Gupta et.al, (2009) suggested that when size of the store is concerned product display and
product prices were the major in-store stimuli in large stores. For small-sized stores, product
price was the main factor that attracted impulse purchases. Retail merchandising instantly
motivates a consumer to buy a product. Merchandising activities act as a silent salesman in
the retail outlet (Muruganantham and Kaliyamoorthy, 2005). Zhou and Wong (2003)

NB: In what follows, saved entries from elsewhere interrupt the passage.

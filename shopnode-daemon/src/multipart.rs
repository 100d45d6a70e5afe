//! `multipart/form-data` bodies for the daemon's add and put endpoints.
//!
//! Directory uploads send one `application/x-directory` part per directory
//! (parents before children) and one file part per regular file. Part names
//! are the slash-joined path relative to the uploaded root's parent,
//! percent-encoded as the daemon expects.
//!
//! File contents are not buffered: [`MultipartBody::finish`] yields a reader
//! that opens each file when its part is reached.

use std::collections::VecDeque;
use std::fs::File;
use std::io::{self, Cursor, Read};
use std::path::{Path, PathBuf};
use std::sync::atomic::{AtomicU64, Ordering};
use std::time::{SystemTime, UNIX_EPOCH};

use crate::error::{io_err, DaemonError};

static BOUNDARY_SEQ: AtomicU64 = AtomicU64::new(0);

#[derive(Debug)]
enum Segment {
    Bytes(Vec<u8>),
    File { path: PathBuf, len: u64 },
}

impl Segment {
    fn len(&self) -> u64 {
        match self {
            Segment::Bytes(bytes) => bytes.len() as u64,
            Segment::File { len, .. } => *len,
        }
    }
}

#[derive(Debug)]
pub struct MultipartBody {
    boundary: String,
    segments: Vec<Segment>,
    parts: usize,
}

impl Default for MultipartBody {
    fn default() -> Self {
        Self::new()
    }
}

impl MultipartBody {
    pub fn new() -> Self {
        let nanos = SystemTime::now()
            .duration_since(UNIX_EPOCH)
            .unwrap_or_default()
            .as_nanos();
        let seq = BOUNDARY_SEQ.fetch_add(1, Ordering::Relaxed);
        Self {
            boundary: format!("----shopnode{nanos:x}{:x}{seq:x}", std::process::id()),
            segments: Vec::new(),
            parts: 0,
        }
    }

    pub fn content_type(&self) -> String {
        format!("multipart/form-data; boundary={}", self.boundary)
    }

    pub fn boundary(&self) -> &str {
        &self.boundary
    }

    pub fn part_count(&self) -> usize {
        self.parts
    }

    /// Exact size of the finished body, closing boundary included.
    pub fn content_length(&self) -> u64 {
        let body: u64 = self.segments.iter().map(Segment::len).sum();
        body + self.closing().len() as u64
    }

    pub fn add_directory(&mut self, name: &str) {
        self.header(name, "application/x-directory");
        self.push_bytes(b"\r\n");
    }

    pub fn add_bytes(&mut self, name: &str, bytes: &[u8]) {
        self.header(name, "application/octet-stream");
        self.push_bytes(bytes);
        self.push_bytes(b"\r\n");
    }

    /// Queue `path` as a part. Only its size is read now.
    pub fn add_file(&mut self, name: &str, path: &Path) -> Result<(), DaemonError> {
        let len = std::fs::metadata(path).map_err(|e| io_err(path, e))?.len();
        self.header(name, "application/octet-stream");
        self.segments.push(Segment::File {
            path: path.to_path_buf(),
            len,
        });
        self.push_bytes(b"\r\n");
        Ok(())
    }

    /// Close the body and return a reader over it.
    pub fn finish(mut self) -> MultipartReader {
        let closing = self.closing();
        self.push_bytes(closing.as_bytes());
        MultipartReader {
            pending: self.segments.into(),
            current: None,
        }
    }

    fn closing(&self) -> String {
        format!("--{}--\r\n", self.boundary)
    }

    fn push_bytes(&mut self, bytes: &[u8]) {
        match self.segments.last_mut() {
            Some(Segment::Bytes(buf)) => buf.extend_from_slice(bytes),
            _ => self.segments.push(Segment::Bytes(bytes.to_vec())),
        }
    }

    fn header(&mut self, name: &str, content_type: &str) {
        self.parts += 1;
        let header = format!(
            "--{boundary}\r\nContent-Disposition: form-data; name=\"file\"; filename=\"{name}\"\r\nContent-Type: {content_type}\r\n\r\n",
            boundary = self.boundary,
            name = percent_encode(name),
        );
        self.push_bytes(header.as_bytes());
    }
}

/// Streaming view of a finished [`MultipartBody`].
pub struct MultipartReader {
    pending: VecDeque<Segment>,
    current: Option<Current>,
}

enum Current {
    Bytes(Cursor<Vec<u8>>),
    File {
        path: PathBuf,
        reader: io::Take<File>,
        remaining: u64,
    },
}

impl MultipartReader {
    fn open_next(&mut self) -> io::Result<bool> {
        let Some(segment) = self.pending.pop_front() else {
            return Ok(false);
        };
        self.current = Some(match segment {
            Segment::Bytes(bytes) => Current::Bytes(Cursor::new(bytes)),
            Segment::File { path, len } => {
                let file = File::open(&path)?;
                Current::File {
                    path,
                    reader: file.take(len),
                    remaining: len,
                }
            }
        });
        Ok(true)
    }
}

impl Read for MultipartReader {
    fn read(&mut self, buf: &mut [u8]) -> io::Result<usize> {
        if buf.is_empty() {
            return Ok(0);
        }
        loop {
            if self.current.is_none() && !self.open_next()? {
                return Ok(0);
            }
            let read = match self.current.as_mut() {
                None => 0,
                Some(Current::Bytes(cursor)) => cursor.read(buf)?,
                Some(Current::File {
                    path,
                    reader,
                    remaining,
                }) => {
                    let n = reader.read(buf)?;
                    if n == 0 && *remaining > 0 {
                        // The declared length is already on the wire.
                        return Err(io::Error::new(
                            io::ErrorKind::UnexpectedEof,
                            format!("{} shrank during upload", path.display()),
                        ));
                    }
                    *remaining -= n as u64;
                    n
                }
            };
            if read > 0 {
                return Ok(read);
            }
            self.current = None;
        }
    }
}

/// Build the upload body for `root`, skipping paths (relative to `root`) in `exclude`.
pub fn directory_body(root: &Path, exclude: &[PathBuf]) -> Result<MultipartBody, DaemonError> {
    let root_name = root
        .file_name()
        .map(|n| n.to_string_lossy().into_owned())
        .ok_or_else(|| {
            io_err(
                root,
                std::io::Error::new(std::io::ErrorKind::InvalidInput, "directory has no name"),
            )
        })?;
    let meta = std::fs::metadata(root).map_err(|e| io_err(root, e))?;
    if !meta.is_dir() {
        return Err(io_err(
            root,
            std::io::Error::new(std::io::ErrorKind::InvalidInput, "not a directory"),
        ));
    }

    let mut body = MultipartBody::new();
    body.add_directory(&root_name);
    walk(root, Path::new(""), &root_name, exclude, &mut body)?;
    Ok(body)
}

fn walk(
    dir: &Path,
    relative: &Path,
    prefix: &str,
    exclude: &[PathBuf],
    body: &mut MultipartBody,
) -> Result<(), DaemonError> {
    let mut entries: Vec<_> = std::fs::read_dir(dir)
        .map_err(|e| io_err(dir, e))?
        .collect::<Result<_, _>>()
        .map_err(|e| io_err(dir, e))?;
    entries.sort_by_key(|e| e.file_name());

    for entry in entries {
        let file_name = entry.file_name().to_string_lossy().into_owned();
        let rel = relative.join(&file_name);
        if exclude.iter().any(|skip| skip == &rel) {
            tracing::debug!(path = %rel.display(), "excluded from upload");
            continue;
        }
        let name = format!("{prefix}/{file_name}");
        let path = entry.path();
        // Follow symlinks so linked assets are uploaded by content.
        let meta = std::fs::metadata(&path).map_err(|e| io_err(&path, e))?;
        if meta.is_dir() {
            body.add_directory(&name);
            walk(&path, &rel, &name, exclude, body)?;
        } else if meta.is_file() {
            body.add_file(&name, &path)?;
        }
    }
    Ok(())
}

fn percent_encode(input: &str) -> String {
    let mut out = String::with_capacity(input.len());
    for byte in input.bytes() {
        match byte {
            b'A'..=b'Z' | b'a'..=b'z' | b'0'..=b'9' | b'-' | b'_' | b'.' | b'~' => {
                out.push(byte as char)
            }
            other => out.push_str(&format!("%{other:02X}")),
        }
    }
    out
}
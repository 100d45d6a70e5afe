//! Sidecar inspection and descriptor mutation against real temp directories.

use assert_fs::prelude::*;
use predicates::prelude::*;
use rstest::rstest;
use shopnode_core::{
    publication::{self, DESCRIPTOR_FILE, SIDECAR_FILE},
    Cid, MetadataError, PublicationSidecar,
};

fn sidecar() -> PublicationSidecar {
    PublicationSidecar {
        cid: "QmYwAPJzv5CZsnA625s3Xf2nemtYgPpHdWEz79ojWnPbdG".into(),
        gateway: "http://localhost:8080".into(),
    }
}

// ---------------------------------------------------------------------------
// 1. Inspection
// ---------------------------------------------------------------------------

#[test]
fn missing_sidecar_means_not_published() {
    let shop = assert_fs::TempDir::new().expect("tempdir");
    let record = publication::inspect(shop.path()).expect("inspect");
    assert!(!record.is_published);
    assert_eq!(record.cid, "");
    assert_eq!(record.gateway, "");
}

#[rstest]
#[case::garbage("{ not json")]
#[case::missing_gateway(r#"{"cid":"QmAbc"}"#)]
#[case::wrong_shape(r#"["QmAbc","http://localhost:8080"]"#)]
fn malformed_sidecar_is_an_error(#[case] body: &str) {
    let shop = assert_fs::TempDir::new().expect("tempdir");
    shop.child(SIDECAR_FILE).write_str(body).expect("write");

    let err = publication::inspect(shop.path()).unwrap_err();
    assert!(matches!(err, MetadataError::Json { .. }), "got: {err}");
    assert!(err.to_string().contains(SIDECAR_FILE));
}

#[test]
fn written_sidecar_is_inspected_as_published() {
    let shop = assert_fs::TempDir::new().expect("tempdir");
    publication::write_sidecar(shop.path(), &sidecar()).expect("write");

    shop.child(SIDECAR_FILE)
        .assert(predicate::str::contains("    \"cid\": \"QmYwAPJzv5CZsnA625s3Xf2nemtYgPpHdWEz79ojWnPbdG\""));
    shop.child(format!("{SIDECAR_FILE}.tmp"))
        .assert(predicate::path::missing());

    let record = publication::inspect(shop.path()).expect("inspect");
    assert!(record.is_published);
    assert_eq!(record.cid, sidecar().cid);
    assert_eq!(record.gateway, "http://localhost:8080");
}

#[test]
fn sidecar_is_overwritten_not_versioned() {
    let shop = assert_fs::TempDir::new().expect("tempdir");
    publication::write_sidecar(shop.path(), &sidecar()).expect("first");
    let next = PublicationSidecar {
        cid: "QmNext".into(),
        gateway: "https://ipfs.io".into(),
    };
    publication::write_sidecar(shop.path(), &next).expect("second");

    let read = publication::read_sidecar(shop.path())
        .expect("read")
        .expect("present");
    assert_eq!(read, next);
}

// ---------------------------------------------------------------------------
// 2. Descriptor mutation
// ---------------------------------------------------------------------------

#[test]
fn descriptor_cid_is_set_and_other_keys_survive() {
    let shop = assert_fs::TempDir::new().expect("tempdir");
    let descriptor = shop.child(DESCRIPTOR_FILE);
    descriptor
        .write_str(r##"{"name":"Acme","primaryColor":"#112233","items":[{"title":"Mug","price":12}]}"##)
        .expect("write");

    let cid = Cid::from("QmAbc");
    publication::set_descriptor_cid(descriptor.path(), &cid).expect("set");

    let value: serde_json::Value =
        serde_json::from_str(&std::fs::read_to_string(descriptor.path()).expect("read"))
            .expect("parse");
    assert_eq!(value["CID"], "QmAbc");
    assert_eq!(value["name"], "Acme");
    assert_eq!(value["items"][0]["price"], 12);
    assert_eq!(
        publication::descriptor_cid(descriptor.path()).expect("cid"),
        Some(cid)
    );
}

#[test]
fn descriptor_cid_replaces_previous_value() {
    let shop = assert_fs::TempDir::new().expect("tempdir");
    let descriptor = shop.child(DESCRIPTOR_FILE);
    descriptor
        .write_str(r#"{"name":"Acme","CID":"QmOld"}"#)
        .expect("write");

    publication::set_descriptor_cid(descriptor.path(), &Cid::from("QmNew")).expect("set");
    descriptor.assert(predicate::str::contains("QmNew").and(predicate::str::contains("QmOld").not()));
}

#[test]
fn non_object_descriptor_is_rejected() {
    let shop = assert_fs::TempDir::new().expect("tempdir");
    let descriptor = shop.child(DESCRIPTOR_FILE);
    descriptor.write_str("[1, 2, 3]").expect("write");

    let err = publication::set_descriptor_cid(descriptor.path(), &Cid::from("QmAbc")).unwrap_err();
    assert!(matches!(err, MetadataError::NotAnObject { .. }), "got: {err}");
    descriptor.assert("[1, 2, 3]");
}

#[test]
fn missing_descriptor_is_an_io_error() {
    let shop = assert_fs::TempDir::new().expect("tempdir");
    let err = publication::set_descriptor_cid(&shop.path().join(DESCRIPTOR_FILE), &Cid::from("QmAbc"))
        .unwrap_err();
    assert!(matches!(err, MetadataError::Io { .. }), "got: {err}");
}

described that informative and experiential aspect of POP poster may influence impulse
buying. Consumer’s propensity to purchase on impulse receives a further impetus when they
see an item on sale (Ramaswamy and Namakumar, 2009). Hulten & Vanyushyn (2011) also
observed that impulsive buyers are giving more attention to the in-store displays and combo
offerings.
Harmanciouglu (2009) suggested that to promote the impulse buying urge and behaviour of
new products, marketing managers may emphasise excitement; fun and variety in their
promotional activities. Dawson and Kim (2009) observed that impulse buying is linked to up
and cross-selling strategies. Yu and Bastin (2010) studied the effect of in-store Point of
Purchase (POP) posters in supermarkets and found them to induce impulse purchase
behaviours and cost-effective. In-store stimuli are promotional techniques employed to
increase impulse buying of products. Some examples of these techniques include in-store
settings, on-shelf positions, price-off promotions, sampling, POP displays, coupons, and in-
store demonstration.
With the growth of technology such as self service, innovative display of product in airports
has accustomed shoppers to do more impulse buying (Michael et al, 2010). Omar et.al,
(2001) suggested that impulsive shopping at the airport is promoted by environmental
influences. Exclusive availability of certain products, clean ambience, spacious formats and
anonymity are some of the reasons that could increase the impulse buying at airport retail
shops. Credit cards and its incentive for extra shopping, co-promotion with particular retailer
provides an opportunity for shoppers to make frequent visits to retail outlets which may result
in increased impulsive purchase.
The external stimuli are available across the shopping channels. There are studies conducted
in different shopping environments. Yet most of the previous researches have focused on
impulse-buying behaviour in traditional brick and mortar shopping and television shopping
(Park and Lennon, 2004). Dawson and Kim (2009) have predicted that with the tremendous
growth potential of online shopping, there is scope for consumers to get involved in online
impulse buying. Credit cards and its incentive for extra shopping give the opportunity for
online shoppers to make frequent visit to online retail shops which may result in increased
impulsive buying.
Internal Stimuli
Internal Stimuli are related to the different personality related factors which characterises an
individual rather than the shopping environment or stimuli. Internal factors of impulse buying
denote the individual’s internal cues and characteristics that make him / her engage in
impulse buying.
One of the path breaking researches by Rook and Hoch (1985) highlighted that it is people
and not the product, which experience the consuming impulses during a shopping spree.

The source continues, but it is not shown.